Ergh. I know the gay who now a gay who have basics dimension for this morgan like airplane. Because it a kr2 inspired one..

And using more info from HBA forum i was able to find dimension on used stock in truss (25x3 for longerons)... And that frame portion after pax could be made lighter, even in 25x1.5mm - 4.5kg saved here

+ Fuel tank top cover have to be a top deck why extra cover for it ? Not extra heavy panels just go to fully welded alum tank which is also a front top fuselage cover. Same in kr2 and in Ban-bi. ~ 3kg. Stock was build from 0.032", around 1.5m2 of alumnium. Or just go to wet wings.

And all that left - is around 6m2 of area to cover. Fabric here would weight 1-2kg with longerons and paint.

So - beeing lazy, we could cover all it with 1.2 mm alu-pp-alu composite with gsm of 1800. Slightly heavier than 0.5mm (0.025") alum, and lighter than 0.8mm (0.032") but it is so much sturdier and already painted.

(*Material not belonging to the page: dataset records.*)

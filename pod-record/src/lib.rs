//! Workload inventory record definitions.

pub use error::ValidationError;
pub use pod::Pod;

mod error;
mod pod;
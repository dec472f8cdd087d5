use serde::Deserialize;
use serde::Serialize;

use crate::ValidationError;

/// `Pod` names a single workload entry: which object it is and where it
/// runs. Every field is always present; a field left unset at
/// construction holds the empty string.
///
#[derive(Clone, Debug, Default, PartialEq, Eq, Serialize, Deserialize)]
pub struct Pod {
    #[serde(default)]
    pub name: String,
    /// namespace the workload lives in, empty for cluster-scoped entries
    ///
    #[serde(default)]
    pub namespace: String,
    /// free-form workload kind, e.g. "Deployment"
    ///
    #[serde(default)]
    pub kind: String,
    #[serde(default)]
    pub cluster: String,
}

impl Pod {
    /// Create a `Pod` with the given `name`; every other field is empty.
    ///
    pub fn new(name: impl ToString) -> Self {
        let name = name.to_string();
        Self { name, ..default() }
    }

    /// Create a `Pod` for given `name` and `namespace`
    ///
    pub fn namespaced(name: impl ToString, namespace: impl ToString) -> Self {
        Self {
            namespace: namespace.to_string(),
            ..Self::new(name)
        }
    }

    /// Set namespace for this `Pod`
    ///
    pub fn namespace(self, namespace: impl ToString) -> Self {
        let namespace = namespace.to_string();
        Self { namespace, ..self }
    }

    /// Set workload kind for this `Pod`
    ///
    pub fn kind(self, kind: impl ToString) -> Self {
        let kind = kind.to_string();
        Self { kind, ..self }
    }

    /// Set cluster for this `Pod`
    ///
    pub fn cluster(self, cluster: impl ToString) -> Self {
        let cluster = cluster.to_string();
        Self { cluster, ..self }
    }

    /// Decode a `Pod` from a JSON document.
    ///
    /// Fields missing from the document default to the empty string.
    /// A field holding a non-string value (including `null`) rejects
    /// the whole document with [`ValidationError`]; unknown fields are
    /// ignored.
    ///
    pub fn from_json(data: &str) -> Result<Self, ValidationError> {
        serde_json::from_str(data).map_err(ValidationError::from)
    }

    /// Decode a `Pod` from an already-parsed JSON value.
    ///
    pub fn from_value(value: serde_json::Value) -> Result<Self, ValidationError> {
        serde_json::from_value(value).map_err(ValidationError::from)
    }
}

fn default<T: Default>() -> T {
    T::default()
}
use shank::ShankAccount;
use solana_address::Address;
use solbeet::{fixed_array, AccountRecord, Beet, Result};

use super::{BetInput, StateAccountType};

/// Length of the VRF input (alpha) derived when a bet is placed.
pub const ALPHA_LEN: usize = 72;
/// Length of the VRF output (beta).
pub const BETA_LEN: usize = 64;
/// Length of the VRF proof (pi).
pub const PI_LEN: usize = 80;

/// One placed bet awaiting, or holding, its VRF output.
#[derive(Beet, ShankAccount, Clone, Debug, PartialEq)]
pub struct VrfResult {
    pub account_type: StateAccountType,
    pub is_fullfilled: bool,
    pub is_used: bool,
    pub marked_for_close: bool,
    pub owner: Address,
    pub game: Address,
    pub bet_id: u32,
    pub alpha: [u8; 72],
    pub beta: [u8; 64],
    pub pi: [u8; 80],
    pub bet_input: BetInput,
}

/// [`VrfResult`] fields with the VRF byte strings as they arrive from
/// outside (RPC JSON, user input): unchecked, dynamically sized.
#[derive(Clone, Debug, PartialEq)]
pub struct VrfResultFields {
    pub account_type: StateAccountType,
    pub is_fullfilled: bool,
    pub is_used: bool,
    pub marked_for_close: bool,
    pub owner: Address,
    pub game: Address,
    pub bet_id: u32,
    pub alpha: Vec<u8>,
    pub beta: Vec<u8>,
    pub pi: Vec<u8>,
    pub bet_input: BetInput,
}

impl VrfResult {
    /// A pending result as created by `GamePlaceBet`: no output or proof yet.
    pub fn new(owner: Address, game: Address, bet_id: u32, alpha: [u8; ALPHA_LEN], bet_input: BetInput) -> Self {
        Self {
            account_type: StateAccountType::Vrf,
            is_fullfilled: false,
            is_used: false,
            marked_for_close: false,
            owner,
            game,
            bet_id,
            alpha,
            beta: [0; BETA_LEN],
            pi: [0; PI_LEN],
            bet_input,
        }
    }

    /// Whether the game can resolve this bet now.
    pub fn is_resolvable(&self) -> bool {
        self.is_fullfilled && !self.is_used
    }
}

impl AccountRecord for VrfResult {
    const NAME: &'static str = "VrfResult";
    const DISCRIMINATOR: u8 = StateAccountType::Vrf as u8;
    type Fields = VrfResultFields;

    fn from_fields(fields: VrfResultFields) -> Result<Self> {
        let alpha = fixed_array(fields.alpha);
        let beta = fixed_array(fields.beta);
        let pi = fixed_array(fields.pi);
        let (alpha, beta, pi) = match (alpha, beta, pi) {
            (Ok(alpha), Ok(beta), Ok(pi)) => (alpha, beta, pi),
            (Err(e), _, _) | (_, Err(e), _) | (_, _, Err(e)) => {
                log::debug!("rejecting VrfResult fields for bet {}: {}", fields.bet_id, e);
                return Err(e);
            }
        };
        Ok(Self {
            account_type: fields.account_type,
            is_fullfilled: fields.is_fullfilled,
            is_used: fields.is_used,
            marked_for_close: fields.marked_for_close,
            owner: fields.owner,
            game: fields.game,
            bet_id: fields.bet_id,
            alpha,
            beta,
            pi,
            bet_input: fields.bet_input,
        })
    }
}

impl From<VrfResult> for VrfResultFields {
    fn from(record: VrfResult) -> Self {
        Self {
            account_type: record.account_type,
            is_fullfilled: record.is_fullfilled,
            is_used: record.is_used,
            marked_for_close: record.marked_for_close,
            owner: record.owner,
            game: record.game,
            bet_id: record.bet_id,
            alpha: record.alpha.to_vec(),
            beta: record.beta.to_vec(),
            pi: record.pi.to_vec(),
            bet_input: record.bet_input,
        }
    }
}
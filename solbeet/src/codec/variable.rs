//! Value-sized codecs: length-prefixed UTF-8 strings and optionals.

use crate::error::{CodecError, Result};
use crate::traits::{put, take, Beet, FixableSize};

/// Width of the little-endian length prefix in front of every string.
pub const STRING_LEN_PREFIX: usize = 4;

impl FixableSize for String {
    #[inline]
    fn byte_size(&self) -> usize {
        STRING_LEN_PREFIX + self.len()
    }
}

/// `u32` LE byte length followed by the UTF-8 bytes.
impl Beet for String {
    const FIXED_SIZE: Option<usize> = None;
    const TYPE_NAME: &'static str = "string";

    fn write(&self, buf: &mut [u8], offset: usize) -> Result<usize> {
        // Size the whole write up front so a short buffer is left untouched.
        let needed = self.byte_size();
        let remaining = buf.len().saturating_sub(offset);
        if remaining < needed {
            return Err(CodecError::BufferTooSmall {
                type_name: Self::TYPE_NAME,
                offset,
                needed,
                remaining,
            });
        }
        let len = u32::try_from(self.len()).map_err(|_| CodecError::AccountTooLarge {
            size: self.len(),
            max: u32::MAX as usize,
        })?;
        let offset = put(buf, offset, &len.to_le_bytes(), Self::TYPE_NAME)?;
        put(buf, offset, self.as_bytes(), Self::TYPE_NAME)
    }

    fn read(buf: &[u8], offset: usize) -> Result<(Self, usize)> {
        let (len, start) = u32::read(buf, offset).map_err(|_| truncated_prefix(buf, offset))?;
        let len = len as usize;
        let bytes = take(buf, start, len, Self::TYPE_NAME)?;
        let text = core::str::from_utf8(bytes).map_err(|_| CodecError::InvalidUtf8 { offset: start })?;
        Ok((text.to_owned(), start + len))
    }
}

fn truncated_prefix(buf: &[u8], offset: usize) -> CodecError {
    CodecError::Truncated {
        type_name: String::TYPE_NAME,
        offset,
        needed: STRING_LEN_PREFIX,
        remaining: buf.len().saturating_sub(offset),
    }
}

const OPTION_NONE: u8 = 0;
const OPTION_SOME: u8 = 1;

impl<T: Beet> FixableSize for Option<T> {
    #[inline]
    fn byte_size(&self) -> usize {
        1 + self.as_ref().map_or(0, FixableSize::byte_size)
    }
}

/// One tag byte (`0` absent, `1` present) followed by the inner value when present.
///
/// Always fixable: the encoded size depends on presence even when `T` is fixed.
impl<T: Beet> Beet for Option<T> {
    const FIXED_SIZE: Option<usize> = None;
    const TYPE_NAME: &'static str = "option";

    fn write(&self, buf: &mut [u8], offset: usize) -> Result<usize> {
        match self {
            None => put(buf, offset, &[OPTION_NONE], Self::TYPE_NAME),
            Some(inner) => {
                let offset = put(buf, offset, &[OPTION_SOME], Self::TYPE_NAME)?;
                inner.write(buf, offset)
            }
        }
    }

    fn read(buf: &[u8], offset: usize) -> Result<(Self, usize)> {
        match take(buf, offset, 1, Self::TYPE_NAME)?[0] {
            OPTION_NONE => Ok((None, offset + 1)),
            OPTION_SOME => {
                let (inner, end) = T::read(buf, offset + 1)?;
                Ok((Some(inner), end))
            }
            value => Err(CodecError::InvalidTag {
                type_name: Self::TYPE_NAME,
                value,
                offset,
            }),
        }
    }
}

#[cfg(test)]
mod tests {
    use super::*;
    use crate::ErrorKind;
    use solana_address::Address;

    #[test]
    fn test_string_layout() {
        let name = "bob".to_string();
        assert_eq!(name.byte_size(), 7);
        assert_eq!(name.encode().unwrap(), vec![3, 0, 0, 0, b'b', b'o', b'b']);

        let empty = String::new();
        assert_eq!(empty.encode().unwrap(), vec![0, 0, 0, 0]);
    }

    #[test]
    fn test_string_multibyte_len_is_in_bytes() {
        let text = "héllo".to_string();
        assert_eq!(text.byte_size(), 4 + 6);
        let bytes = text.encode().unwrap();
        assert_eq!(&bytes[..4], &[6, 0, 0, 0]);
        assert_eq!(String::decode(&bytes, 0).unwrap(), (text, 10));
    }

    #[test]
    fn test_string_truncated_payload() {
        // Declares 5 bytes, carries 2.
        let err = String::decode(&[5, 0, 0, 0, b'a', b'b'], 0).unwrap_err();
        assert_eq!(err.kind(), ErrorKind::MalformedData);
        assert!(matches!(err, CodecError::Truncated { needed: 5, remaining: 2, .. }));

        let err = String::decode(&[1, 0], 0).unwrap_err();
        assert!(matches!(err, CodecError::Truncated { type_name: "string", .. }));
    }

    #[test]
    fn test_string_rejects_invalid_utf8() {
        let err = String::decode(&[2, 0, 0, 0, 0xc3, 0x28], 0).unwrap_err();
        assert_eq!(err, CodecError::InvalidUtf8 { offset: 4 });
    }

    #[test]
    fn test_string_short_buffer_left_untouched() {
        let mut buf = [0xeeu8; 5];
        let err = "abc".to_string().write(&mut buf, 0).unwrap_err();
        assert!(matches!(err, CodecError::BufferTooSmall { needed: 7, remaining: 5, .. }));
        assert_eq!(buf, [0xee; 5]);
    }

    #[test]
    fn test_option_layout() {
        let absent: Option<u32> = None;
        assert_eq!(absent.encode().unwrap(), vec![0]);
        assert_eq!(absent.byte_size(), 1);

        let present = Some(7u32);
        assert_eq!(present.encode().unwrap(), vec![1, 7, 0, 0, 0]);
        assert_eq!(present.byte_size(), 5);
        assert_eq!(<Option<u32> as Beet>::FIXED_SIZE, None);
    }

    #[test]
    fn test_option_of_address() {
        let key = Address::new_from_array([3u8; 32]);
        let bytes = Some(key.clone()).encode().unwrap();
        assert_eq!(bytes.len(), 33);
        assert_eq!(bytes[0], 1);
        assert_eq!(<Option<Address>>::decode(&bytes, 0).unwrap(), (Some(key), 33));
    }

    #[test]
    fn test_option_rejects_bad_tag() {
        assert_eq!(
            <Option<u8>>::decode(&[2, 0], 0),
            Err(CodecError::InvalidTag {
                type_name: "option",
                value: 2,
                offset: 0,
            })
        );
    }

    #[test]
    fn test_nested_option_string() {
        let value = Some("hi".to_string());
        let bytes = value.encode().unwrap();
        assert_eq!(bytes, vec![1, 2, 0, 0, 0, b'h', b'i']);
        assert_eq!(<Option<String>>::decode(&bytes, 0).unwrap(), (value, 7));
    }
}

And it is fully to kiss aproach.

Will have to find thickness of turtle deck, it would bring total area to 9-10m2.

And go to lighter battery. 5kg saved more.

Our budget is 4.5 + 3 + 2 + 5 = 14.5 kg. To cover it with composite panel: 6 * 1.8 = 10.8 kg So we are on better weight, than we was before with fabric.

But - on same level, we might to cover turtle deck too. It looks to be build from heavier gauge, than 0.025", so if it is same as front deck - (0.032") - we are again saving some weight..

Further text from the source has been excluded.